Sukenick studied at Cornell University, and wrote his doctoral thesis on Wallace Stevens, at Brandeis University.
After Roland Barthes announced the "death of the author", Sukenick carried the metaphor even further in "the death of the novel". He drew up a list of what is missing: reality doesn't exist, nor time or personality. He was widely recognized as a controversial writer who, frequently humorously, questioned and rejected the conventions of traditional fiction-writing. In novels, short stories, literary criticism and history, he often used himself, family members or friends as characters, sometimes quoting them in tape-recorded conversations. He did stints as writer in residence at Cornell University, the University of California, Irvine, and Hebrew University, Jerusalem, Israel. But his books were never best-sellers. Sukenick once commented that he had “only forty fans, but they’re all fanatics.”

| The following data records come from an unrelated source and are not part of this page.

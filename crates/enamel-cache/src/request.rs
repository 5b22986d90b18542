//! Request and response values handled by the engine

use bytes::Bytes;
use reqwest::header::{HeaderMap, HeaderName, HeaderValue, CACHE_CONTROL, CONTENT_TYPE};
use reqwest::{Method, StatusCode};
use serde::{Deserialize, Serialize};
use std::time::{Duration, SystemTime, UNIX_EPOCH};
use url::Url;

/// Header carrying the time (ms since epoch) a response entered the cache
pub const CACHE_TIME_HEADER: &str = "sw-cache-time";

/// What the requesting context will do with the response
#[derive(Debug, Clone, Copy, PartialEq, Eq, Default)]
pub enum Destination {
    /// Top-level navigation
    Document,
    Image,
    Style,
    Script,
    Font,
    #[default]
    Other,
}

/// An intercepted request
#[derive(Debug, Clone)]
pub struct Request {
    pub method: Method,
    pub url: Url,
    pub destination: Destination,
    pub headers: HeaderMap,
}

impl Request {
    pub fn new(method: Method, url: Url) -> Self {
        Self {
            method,
            url,
            destination: Destination::Other,
            headers: HeaderMap::new(),
        }
    }

    /// Plain GET
    pub fn get(url: Url) -> Self {
        Self::new(Method::GET, url)
    }

    /// GET for a top-level document
    pub fn navigate(url: Url) -> Self {
        Self::get(url).with_destination(Destination::Document)
    }

    pub fn with_destination(mut self, destination: Destination) -> Self {
        self.destination = destination;
        self
    }

    pub fn with_header(mut self, name: HeaderName, value: HeaderValue) -> Self {
        self.headers.insert(name, value);
        self
    }

    /// Key used for cache lookups: the URL without its fragment
    pub fn cache_key(&self) -> String {
        let mut url = self.url.clone();
        url.set_fragment(None);
        url.into()
    }

    pub fn path(&self) -> &str {
        self.url.path()
    }

    pub fn is_http(&self) -> bool {
        matches!(self.url.scheme(), "http" | "https")
    }
}

/// A response produced by the network, the cache or the engine itself
#[derive(Debug, Clone, PartialEq)]
pub struct Response {
    pub status: StatusCode,
    pub headers: HeaderMap,
    pub body: Bytes,
}

impl Response {
    pub fn new(status: StatusCode, body: impl Into<Bytes>) -> Self {
        Self {
            status,
            headers: HeaderMap::new(),
            body: body.into(),
        }
    }

    /// 200 response
    pub fn ok(body: impl Into<Bytes>) -> Self {
        Self::new(StatusCode::OK, body)
    }

    /// 200 HTML response that must not be cached downstream
    pub fn html(body: impl Into<Bytes>) -> Self {
        Self::ok(body)
            .with_header(CONTENT_TYPE, HeaderValue::from_static("text/html; charset=utf-8"))
            .with_header(CACHE_CONTROL, HeaderValue::from_static("no-cache"))
    }

    pub fn with_header(mut self, name: HeaderName, value: HeaderValue) -> Self {
        self.headers.insert(name, value);
        self
    }

    /// 2xx status
    pub fn is_ok(&self) -> bool {
        self.status.is_success()
    }

    /// When this response was stored, if it carries a cache-time stamp
    pub fn cache_time(&self) -> Option<u64> {
        self.headers
            .get(CACHE_TIME_HEADER)?
            .to_str()
            .ok()?
            .trim()
            .parse()
            .ok()
    }

    /// Copy of this response stamped with `now_ms` as its cache time
    pub fn stamped(&self, now_ms: u64) -> Self {
        let mut stamped = self.clone();
        stamped.headers.insert(
            HeaderName::from_static(CACHE_TIME_HEADER),
            HeaderValue::from(now_ms),
        );
        stamped
    }

    /// Age relative to `now_ms`; `None` when unstamped
    pub fn age(&self, now_ms: u64) -> Option<Duration> {
        self.cache_time()
            .map(|stored| Duration::from_millis(now_ms.saturating_sub(stored)))
    }

    /// Whether the entry is still usable within `window`; unstamped entries never are
    pub fn is_within(&self, window: Duration, now_ms: u64) -> bool {
        self.age(now_ms).is_some_and(|age| age <= window)
    }

    pub fn text(&self) -> String {
        String::from_utf8_lossy(&self.body).into_owned()
    }

    /// Approximate stored size
    pub fn size(&self) -> u64 {
        let headers: usize = self
            .headers
            .iter()
            .map(|(k, v)| k.as_str().len() + v.len())
            .sum();
        (self.body.len() + headers) as u64
    }
}

/// Serializable form of a response
#[derive(Debug, Clone, Serialize, Deserialize)]
pub(crate) struct StoredResponse {
    status: u16,
    headers: Vec<(String, Vec<u8>)>,
    body: Vec<u8>,
}

impl From<&Response> for StoredResponse {
    fn from(response: &Response) -> Self {
        Self {
            status: response.status.as_u16(),
            headers: response
                .headers
                .iter()
                .map(|(k, v)| (k.as_str().to_string(), v.as_bytes().to_vec()))
                .collect(),
            body: response.body.to_vec(),
        }
    }
}

impl From<StoredResponse> for Response {
    fn from(stored: StoredResponse) -> Self {
        let mut headers = HeaderMap::new();
        for (name, value) in stored.headers {
            if let (Ok(name), Ok(value)) = (
                HeaderName::from_bytes(name.as_bytes()),
                HeaderValue::from_bytes(&value),
            ) {
                headers.append(name, value);
            }
        }
        Self {
            status: StatusCode::from_u16(stored.status).unwrap_or(StatusCode::OK),
            headers,
            body: Bytes::from(stored.body),
        }
    }
}

/// Wall clock in ms since the epoch
pub fn now_millis() -> u64 {
    SystemTime::now()
        .duration_since(UNIX_EPOCH)
        .map(|d| d.as_millis() as u64)
        .unwrap_or(0)
}

#[cfg(test)]
mod tests {
    use super::*;

    #[test]
    fn test_cache_key_drops_fragment() {
        let url = Url::parse("https://clinic.example/services?lang=ar#booking").unwrap();
        let request = Request::get(url);
        assert_eq!(request.cache_key(), "https://clinic.example/services?lang=ar");
    }

    #[test]
    fn test_scheme_check() {
        let ext = Request::get(Url::parse("chrome-extension://abc/script.js").unwrap());
        assert!(!ext.is_http());
        let https = Request::get(Url::parse("https://clinic.example/").unwrap());
        assert!(https.is_http());
    }

    #[test]
    fn test_stamp_and_age() {
        let response = Response::ok("body");
        assert_eq!(response.cache_time(), None);
        assert_eq!(response.age(1_000), None);
        assert!(!response.is_within(Duration::MAX, 1_000));

        let stamped = response.stamped(1_000);
        assert_eq!(stamped.cache_time(), Some(1_000));
        assert_eq!(stamped.age(1_250), Some(Duration::from_millis(250)));
        assert!(stamped.is_within(Duration::from_millis(250), 1_250));
        assert!(!stamped.is_within(Duration::from_millis(249), 1_250));
        // the source response is untouched
        assert!(response.headers.is_empty());
    }

    #[test]
    fn test_garbage_cache_time() {
        let response = Response::ok("x")
            .with_header(HeaderName::from_static(CACHE_TIME_HEADER), HeaderValue::from_static("soon"));
        assert_eq!(response.cache_time(), None);
    }

    #[test]
    fn test_stored_conversion() {
        let response = Response::html("<p>hi</p>").stamped(42);
        let back = Response::from(StoredResponse::from(&response));
        assert_eq!(back, response);
    }
}
//! Module descriptors and the static module registry

use crate::{LoaderError, Result};
use serde::{Deserialize, Serialize};
use std::collections::{BTreeMap, HashMap, HashSet};
use std::time::Duration;
use tracing::warn;

/// A named, loadable unit of page content
#[derive(Debug, Clone, PartialEq, Eq, Serialize, Deserialize)]
pub struct ModuleDescriptor {
    /// Unique module id
    pub id: String,
    /// Payload location (relative to the payload origin)
    #[serde(default)]
    pub file: Option<String>,
    /// Tier (lower loads earlier, equal priorities load concurrently)
    pub priority: u32,
    /// Modules that must be loaded before this one starts
    #[serde(default)]
    pub dependencies: Vec<String>,
    /// Artificial stagger applied after dependencies resolve (ms)
    #[serde(default)]
    pub delay_ms: u64,
    /// Loaded inline during initialization, before any tier
    #[serde(default)]
    pub critical: bool,
    /// Human readable size hint carried in load events
    #[serde(default)]
    pub size_hint: Option<String>,
}

impl ModuleDescriptor {
    /// Create a descriptor with no dependencies and no delay
    pub fn new(id: impl Into<String>, priority: u32) -> Self {
        Self {
            id: id.into(),
            file: None,
            priority,
            dependencies: Vec::new(),
            delay_ms: 0,
            critical: false,
            size_hint: None,
        }
    }

    /// Create the critical descriptor
    pub fn critical(id: impl Into<String>, priority: u32) -> Self {
        Self {
            critical: true,
            ..Self::new(id, priority)
        }
    }

    /// Add a dependency
    pub fn depends_on(mut self, id: impl Into<String>) -> Self {
        self.dependencies.push(id.into());
        self
    }

    /// Set the artificial delay
    pub fn with_delay(mut self, delay_ms: u64) -> Self {
        self.delay_ms = delay_ms;
        self
    }

    /// Set the payload location
    pub fn with_file(mut self, file: impl Into<String>) -> Self {
        self.file = Some(file.into());
        self
    }

    /// Set the size hint
    pub fn with_size_hint(mut self, hint: impl Into<String>) -> Self {
        self.size_hint = Some(hint.into());
        self
    }

    /// Artificial delay as a duration
    pub fn delay(&self) -> Duration {
        Duration::from_millis(self.delay_ms)
    }

    /// Element id installed in the page for this module
    pub fn marker(&self) -> String {
        marker_for(&self.id)
    }
}

/// Element id a module installs when applied
pub fn marker_for(module_id: &str) -> String {
    format!("{module_id}-css")
}

/// Immutable, validated list of module descriptors
#[derive(Debug, Clone)]
pub struct ModuleRegistry {
    modules: Vec<ModuleDescriptor>,
    index: HashMap<String, usize>,
    critical: usize,
}

impl ModuleRegistry {
    /// Validate and build a registry
    ///
    /// Exactly one module must be flagged critical, and it may not declare
    /// dependencies. Dependencies on ids outside the registry are accepted
    /// with a warning: they can never be satisfied and resolve through the
    /// dependency timeout like any other unsatisfiable wait.
    pub fn new(modules: Vec<ModuleDescriptor>) -> Result<Self> {
        let mut index = HashMap::with_capacity(modules.len());
        for (i, module) in modules.iter().enumerate() {
            if index.insert(module.id.clone(), i).is_some() {
                return Err(LoaderError::DuplicateModule(module.id.clone()));
            }
        }

        let critical: Vec<usize> = modules
            .iter()
            .enumerate()
            .filter(|(_, m)| m.critical)
            .map(|(i, _)| i)
            .collect();
        if critical.len() != 1 {
            return Err(LoaderError::MissingCriticalModule(critical.len()));
        }
        let critical = critical[0];
        if !modules[critical].dependencies.is_empty() {
            return Err(LoaderError::Registry(format!(
                "critical module {} must not declare dependencies",
                modules[critical].id
            )));
        }

        for module in &modules {
            for dep in &module.dependencies {
                if !index.contains_key(dep) {
                    warn!("Module {} depends on unknown module {}", module.id, dep);
                }
            }
        }

        Ok(Self {
            modules,
            index,
            critical,
        })
    }

    /// Parse a registry from a JSON array of descriptors
    pub fn from_json(json: &str) -> Result<Self> {
        let modules: Vec<ModuleDescriptor> = serde_json::from_str(json)?;
        Self::new(modules)
    }

    /// The site's stylesheet modules
    pub fn site_stylesheets() -> Self {
        let modules = vec![
            ModuleDescriptor::critical("critical", 1)
                .with_file("/src/styles/critical.css")
                .with_size_hint("≤15KB"),
            ModuleDescriptor::new("responsive-containers", 2)
                .with_file("/src/styles/responsive-containers.css")
                .depends_on("critical")
                .with_delay(50),
            ModuleDescriptor::new("layout", 2)
                .with_file("/src/styles/layout.css")
                .depends_on("critical")
                .with_delay(75),
            ModuleDescriptor::new("navigation-touch", 3)
                .with_file("/src/styles/navigation-touch.css")
                .depends_on("critical")
                .depends_on("responsive-containers")
                .with_delay(100),
            ModuleDescriptor::new("booking-widget-responsive", 3)
                .with_file("/src/styles/booking-widget-responsive.css")
                .depends_on("responsive-containers")
                .with_delay(125),
            ModuleDescriptor::new("components", 3)
                .with_file("/src/styles/components.css")
                .depends_on("critical")
                .depends_on("layout")
                .with_delay(150),
            ModuleDescriptor::new("utilities", 4)
                .with_file("/src/styles/utilities.css")
                .depends_on("components")
                .with_delay(175),
            ModuleDescriptor::new("container-query-fallbacks", 4)
                .with_file("/src/styles/container-query-fallbacks.css")
                .depends_on("responsive-containers")
                .with_delay(200),
            ModuleDescriptor::new("enhancements", 5)
                .with_file("/src/styles/enhancements.css")
                .depends_on("utilities")
                .with_delay(225),
        ];

        Self {
            index: modules
                .iter()
                .enumerate()
                .map(|(i, m)| (m.id.clone(), i))
                .collect(),
            modules,
            critical: 0,
        }
    }

    /// Look up a module by id
    pub fn get(&self, id: &str) -> Option<&ModuleDescriptor> {
        self.index.get(id).map(|&i| &self.modules[i])
    }

    /// Whether the registry declares this id
    pub fn contains(&self, id: &str) -> bool {
        self.index.contains_key(id)
    }

    /// The critical module
    pub fn critical(&self) -> &ModuleDescriptor {
        &self.modules[self.critical]
    }

    /// All modules in declaration order
    pub fn modules(&self) -> &[ModuleDescriptor] {
        &self.modules
    }

    /// Number of modules
    pub fn len(&self) -> usize {
        self.modules.len()
    }

    /// Whether the registry is empty (never true for a validated registry)
    pub fn is_empty(&self) -> bool {
        self.modules.is_empty()
    }

    /// Non-critical modules grouped by priority, ascending
    ///
    /// Declaration order is preserved inside each tier.
    pub fn tiers(&self) -> Vec<(u32, Vec<&ModuleDescriptor>)> {
        let mut tiers: BTreeMap<u32, Vec<&ModuleDescriptor>> = BTreeMap::new();
        for module in self.modules.iter().filter(|m| !m.critical) {
            tiers.entry(module.priority).or_default().push(module);
        }
        tiers.into_iter().collect()
    }

    /// Modules whose dependency chain loops back onto itself
    ///
    /// Informational only: the loader does not reject cycles up front, they
    /// fail through the bounded dependency wait.
    pub fn find_cycles(&self) -> Vec<String> {
        fn visit<'a>(
            registry: &'a ModuleRegistry,
            id: &'a str,
            stack: &mut Vec<&'a str>,
            done: &mut HashSet<&'a str>,
            cyclic: &mut HashSet<String>,
        ) {
            if let Some(pos) = stack.iter().position(|s| *s == id) {
                cyclic.extend(stack[pos..].iter().map(|s| s.to_string()));
                return;
            }
            if done.contains(id) {
                return;
            }
            let Some(module) = registry.get(id) else {
                return;
            };
            stack.push(id);
            for dep in &module.dependencies {
                visit(registry, dep, stack, done, cyclic);
            }
            stack.pop();
            done.insert(id);
        }

        let mut cyclic = HashSet::new();
        let mut done = HashSet::new();
        for module in &self.modules {
            visit(self, &module.id, &mut Vec::new(), &mut done, &mut cyclic);
        }

        let mut cyclic: Vec<String> = cyclic.into_iter().collect();
        cyclic.sort();
        cyclic
    }
}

He referred to his career as a university professor as his "day job". He taught at Brandeis University, Hofstra University, City College of the City University of New York, Sarah Lawrence College, Cornell University, the State University of New York (Buffalo), and l'Université Paul Valéry, Montpellier, France. His most prolonged teaching career was at the University of Colorado, Boulder, where he was professor of English from 1975-1999.
He was actively committed to publishing and promoting the writing of other unconventional writers. He was founder and publisher of American Book Review, and a founder of The Fiction Collective (now Fiction Collective Two). Sukenick was chairman of the Coordinating Council of Little magazines, and on the executive council of the Modern Language Association and the National Book Critics Circle.